Extracted data:
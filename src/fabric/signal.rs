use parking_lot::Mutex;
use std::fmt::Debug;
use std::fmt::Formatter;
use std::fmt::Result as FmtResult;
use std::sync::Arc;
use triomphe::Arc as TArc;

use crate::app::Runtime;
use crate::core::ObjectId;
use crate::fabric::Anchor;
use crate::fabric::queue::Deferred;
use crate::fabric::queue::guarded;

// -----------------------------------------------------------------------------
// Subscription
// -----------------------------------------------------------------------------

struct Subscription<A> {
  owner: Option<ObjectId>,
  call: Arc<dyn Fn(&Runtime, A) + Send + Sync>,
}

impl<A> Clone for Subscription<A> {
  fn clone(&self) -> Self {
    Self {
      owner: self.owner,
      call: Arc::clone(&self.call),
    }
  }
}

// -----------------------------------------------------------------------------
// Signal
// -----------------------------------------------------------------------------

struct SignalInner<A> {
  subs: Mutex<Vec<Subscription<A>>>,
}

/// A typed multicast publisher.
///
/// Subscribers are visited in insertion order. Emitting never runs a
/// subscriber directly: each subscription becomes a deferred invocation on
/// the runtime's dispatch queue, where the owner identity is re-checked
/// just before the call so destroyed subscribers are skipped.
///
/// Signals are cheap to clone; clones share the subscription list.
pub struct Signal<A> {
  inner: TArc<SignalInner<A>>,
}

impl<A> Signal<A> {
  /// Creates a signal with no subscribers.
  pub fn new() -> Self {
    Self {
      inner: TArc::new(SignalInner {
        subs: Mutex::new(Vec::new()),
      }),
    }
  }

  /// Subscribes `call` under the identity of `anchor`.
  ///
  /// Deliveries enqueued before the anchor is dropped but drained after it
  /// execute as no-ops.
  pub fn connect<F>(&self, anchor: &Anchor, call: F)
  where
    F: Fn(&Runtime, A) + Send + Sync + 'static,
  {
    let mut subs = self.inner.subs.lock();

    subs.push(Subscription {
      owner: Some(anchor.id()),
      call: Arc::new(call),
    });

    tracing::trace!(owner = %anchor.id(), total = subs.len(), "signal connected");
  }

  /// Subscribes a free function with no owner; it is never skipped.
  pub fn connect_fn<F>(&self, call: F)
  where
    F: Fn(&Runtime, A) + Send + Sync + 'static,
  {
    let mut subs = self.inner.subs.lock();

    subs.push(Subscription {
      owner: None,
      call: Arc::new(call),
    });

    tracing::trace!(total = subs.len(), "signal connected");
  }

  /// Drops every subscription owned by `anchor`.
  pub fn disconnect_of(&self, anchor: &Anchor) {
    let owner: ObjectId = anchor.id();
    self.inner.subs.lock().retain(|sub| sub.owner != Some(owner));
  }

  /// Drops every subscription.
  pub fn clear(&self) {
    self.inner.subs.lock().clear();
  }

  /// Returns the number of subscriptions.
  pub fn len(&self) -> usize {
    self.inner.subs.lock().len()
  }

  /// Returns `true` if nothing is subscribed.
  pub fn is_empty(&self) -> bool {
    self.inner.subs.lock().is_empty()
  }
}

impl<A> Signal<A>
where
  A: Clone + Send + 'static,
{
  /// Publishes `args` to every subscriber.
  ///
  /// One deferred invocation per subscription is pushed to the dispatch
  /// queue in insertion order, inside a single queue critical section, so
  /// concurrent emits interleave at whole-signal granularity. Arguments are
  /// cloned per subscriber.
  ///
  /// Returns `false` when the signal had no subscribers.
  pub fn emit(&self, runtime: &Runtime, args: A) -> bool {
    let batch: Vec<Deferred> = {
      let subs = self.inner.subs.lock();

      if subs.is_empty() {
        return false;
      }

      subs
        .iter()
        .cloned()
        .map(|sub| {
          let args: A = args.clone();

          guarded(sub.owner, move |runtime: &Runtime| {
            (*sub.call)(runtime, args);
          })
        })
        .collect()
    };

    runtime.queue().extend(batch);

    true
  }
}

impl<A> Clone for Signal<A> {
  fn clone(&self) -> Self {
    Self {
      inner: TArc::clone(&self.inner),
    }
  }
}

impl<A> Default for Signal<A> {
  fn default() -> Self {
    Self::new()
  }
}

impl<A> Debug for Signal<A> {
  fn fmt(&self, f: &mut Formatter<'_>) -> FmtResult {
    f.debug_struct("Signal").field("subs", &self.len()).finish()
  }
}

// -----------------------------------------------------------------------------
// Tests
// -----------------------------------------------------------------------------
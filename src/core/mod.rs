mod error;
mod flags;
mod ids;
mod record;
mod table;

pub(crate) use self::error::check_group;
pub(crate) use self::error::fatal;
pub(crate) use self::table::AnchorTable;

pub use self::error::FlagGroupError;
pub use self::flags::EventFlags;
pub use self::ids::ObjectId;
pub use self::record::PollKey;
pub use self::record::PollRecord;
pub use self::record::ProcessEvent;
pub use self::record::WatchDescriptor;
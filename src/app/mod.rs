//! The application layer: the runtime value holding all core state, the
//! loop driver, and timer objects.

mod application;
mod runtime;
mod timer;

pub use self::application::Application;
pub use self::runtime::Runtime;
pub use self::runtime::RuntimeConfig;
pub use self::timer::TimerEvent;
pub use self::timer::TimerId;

Goal of the exercise:
Repeat every line of the listing without a single difference.

Answer space:
filename src/fabric/signal.rs
use parking_lot::Mutex;
use std::fmt::Debug;
use std::fmt::Formatter;
use std::fmt::Result as FmtResult;
use std::sync::Arc;
use triomphe::Arc as TArc;

use crate::app::Runtime;
use crate::core::ObjectId;
use crate::fabric::Anchor;
use crate::fabric::queue::Deferred;
use crate::fabric::queue::guarded;

// -----------------------------------------------------------------------------
// Subscription
// -----------------------------------------------------------------------------

struct Subscription<A> {
  owner: Option<ObjectId>,
  call: Arc<dyn Fn(&Runtime, A) + Send + Sync>,
}

impl<A> Clone for Subscription<A> {
  fn clone(&self) -> Self {
    Self {
      owner: self.owner,
      call: Arc::clone(&self.call),
    }
  }
}

// -----------------------------------------------------------------------------
// Signal
// -----------------------------------------------------------------------------

struct SignalInner<A> {
  subs: Mutex<Vec<Subscription<A>>>,
}

/// A typed multicast publisher.
///
/// Subscribers are visited in insertion order. Emitting never runs a
/// subscriber directly: each subscription becomes a deferred invocation on
/// the runtime's dispatch queue, where the owner identity is re-checked
/// just before the call so destroyed subscribers are skipped.
///
/// Signals are cheap to clone; clones share the subscription list.
pub struct Signal<A> {
  inner: TArc<SignalInner<A>>,
}

impl<A> Signal<A> {
  /// Creates a signal with no subscribers.
  pub fn new() -> Self {
    Self {
      inner: TArc::new(SignalInner {
        subs: Mutex::new(Vec::new()),
      }),
    }
  }

  /// Subscribes `call` under the identity of `anchor`.
  ///
  /// Deliveries enqueued before the anchor is dropped but drained after it
  /// execute as no-ops.
  pub fn connect<F>(&self, anchor: &Anchor, call: F)
  where
    F: Fn(&Runtime, A) + Send + Sync + 'static,
  {
    let mut subs = self.inner.subs.lock();

    subs.push(Subscription {
      owner: Some(anchor.id()),
      call: Arc::new(call),
    });

    tracing::trace!(owner = %anchor.id(), total = subs.len(), "signal connected");
  }

  /// Subscribes a free function with no owner; it is never skipped.
  pub fn connect_fn<F>(&self, call: F)
  where
    F: Fn(&Runtime, A) + Send + Sync + 'static,
  {
    let mut subs = self.inner.subs.lock();

    subs.push(Subscription {
      owner: None,
      call: Arc::new(call),
    });

    tracing::trace!(total = subs.len(), "signal connected");
  }

  /// Drops every subscription owned by `anchor`.
  pub fn disconnect_of(&self, anchor: &Anchor) {
    let owner: ObjectId = anchor.id();
    self.inner.subs.lock().retain(|sub| sub.owner != Some(owner));
  }

  /// Drops every subscription.
  pub fn clear(&self) {
    self.inner.subs.lock().clear();
  }

  /// Returns the number of subscriptions.
  pub fn len(&self) -> usize {
    self.inner.subs.lock().len()
  }

  /// Returns `true` if nothing is subscribed.
  pub fn is_empty(&self) -> bool {
    self.inner.subs.lock().is_empty()
  }
}

impl<A> Signal<A>
where
  A: Clone + Send + 'static,
{
  /// Publishes `args` to every subscriber.
  ///
  /// One deferred invocation per subscription is pushed to the dispatch
  /// queue in insertion order, inside a single queue critical section, so
  /// concurrent emits interleave at whole-signal granularity. Arguments are
  /// cloned per subscriber.
  ///
  /// Returns `false` when the signal had no subscribers.
  pub fn emit(&self, runtime: &Runtime, args: A) -> bool {
    let batch: Vec<Deferred> = {
      let subs = self.inner.subs.lock();

      if subs.is_empty() {
        return false;
      }

      subs
        .iter()
        .cloned()
        .map(|sub| {
          let args: A = args.clone();

          guarded(sub.owner, move |runtime: &Runtime| {
            (*sub.call)(runtime, args);
          })
        })
        .collect()
    };

    runtime.queue().extend(batch);

    true
  }
}

impl<A> Clone for Signal<A> {
  fn clone(&self) -> Self {
    Self {
      inner: TArc::clone(&self.inner),
    }
  }
}

impl<A> Default for Signal<A> {
  fn default() -> Self {
    Self::new()
  }
}

impl<A> Debug for Signal<A> {
  fn fmt(&self, f: &mut Formatter<'_>) -> FmtResult {
    f.debug_struct("Signal").field("subs", &self.len()).finish()
  }
}

// -----------------------------------------------------------------------------
// Tests
// -----------------------------------------------------------------------------
filename src/core/mod.rs
mod error;
mod flags;
mod ids;
mod record;
mod table;

pub(crate) use self::error::check_group;
pub(crate) use self::error::fatal;
pub(crate) use self::table::AnchorTable;

pub use self::error::FlagGroupError;
pub use self::flags::EventFlags;
pub use self::ids::ObjectId;
pub use self::record::PollKey;
pub use self::record::PollRecord;
pub use self::record::ProcessEvent;
pub use self::record::WatchDescriptor;
filename src/app/mod.rs
//! The application layer: the runtime value holding all core state, the
//! loop driver, and timer objects.

mod application;
mod runtime;
mod timer;

pub use self::application::Application;
pub use self::runtime::Runtime;
pub use self::runtime::RuntimeConfig;
pub use self::timer::TimerEvent;
pub use self::timer::TimerId;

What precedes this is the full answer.